(Data for review)

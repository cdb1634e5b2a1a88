// Copyright (c) 2026 rezky_nightky

//! Proximity merging over the spatial hash.
//!
//! Pairs are visited cell by cell. A droplet that absorbs a neighbour keeps
//! growing within the same pass, so dense clusters can chain-absorb in one
//! frame. Absorbed droplets are tombstoned and released after the pass.

use crate::config::RainConfig;
use crate::droplet::{Droplet, DropletId};
use crate::pool::DropletPool;
use crate::spatial::SpatialHash;

/// Reusable scratch space for the merge pass.
#[derive(Default)]
pub struct MergeResolver {
    grid: SpatialHash,
    candidates: Vec<DropletId>,
    absorbed: Vec<DropletId>,
}

impl MergeResolver {
    pub fn new(cell_size: f32) -> Self {
        Self {
            grid: SpatialHash::new(cell_size),
            candidates: Vec::new(),
            absorbed: Vec::new(),
        }
    }

    pub fn grid(&self) -> &SpatialHash {
        &self.grid
    }

    /// Runs one merge pass and returns how many droplets were absorbed.
    pub fn resolve(&mut self, pool: &mut DropletPool, cfg: &RainConfig) -> usize {
        self.grid.rebuild(pool);
        self.absorbed.clear();

        let cap = cfg.radius_cap();
        let cells = self.grid.occupied_cells().len();
        for ci in 0..cells {
            let key = self.grid.occupied_cells()[ci];
            self.candidates.clear();
            self.candidates.extend(self.grid.neighbourhood(key));

            for &a in self.grid.bucket(key) {
                for &b in &self.candidates {
                    if a == b {
                        continue;
                    }
                    let Some((da, db)) = pool.pair_mut(a, b) else {
                        continue;
                    };
                    if da.merged {
                        break;
                    }
                    if db.merged {
                        continue;
                    }
                    let reach = (da.radius() + db.radius()) * cfg.merge_distance;
                    let dx = da.x - db.x;
                    let dy = da.y - db.y;
                    if dx * dx + dy * dy < reach * reach {
                        absorb(da, db, cap, cfg.trail_max_length);
                        self.absorbed.push(b);
                    }
                }
            }
        }

        for &id in &self.absorbed {
            pool.release(id);
        }
        self.absorbed.len()
    }
}

/// Folds `b` into `a`, conserving momentum and area. `b` is tombstoned.
pub fn absorb(a: &mut Droplet, b: &mut Droplet, radius_cap: f32, trail_max: usize) {
    let ma = a.mass();
    let mb = b.mass();
    let total = ma + mb;
    if total > 0.0 {
        a.x = (a.x * ma + b.x * mb) / total;
        a.y = (a.y * ma + b.y * mb) / total;
        a.vx = (a.vx * ma + b.vx * mb) / total;
        a.vy = (a.vy * ma + b.vy * mb) / total;
    }

    let radius = (a.radius() * a.radius() + b.radius() * b.radius()).sqrt();
    a.set_radius(radius.min(radius_cap));

    let room = trail_max.saturating_sub(a.trail.len());
    a.trail.extend(b.trail.iter().take(room).copied());
    a.trail.truncate(trail_max);

    a.stuck = false;
    a.stuck_timer = 0.0;
    b.merged = true;
}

(End Data for review)

- Work required -
The word "MergeResolver" occurs on some lines of the entries. Work out how many such lines there are and reply with the number alone.

- Answer to the problem -
2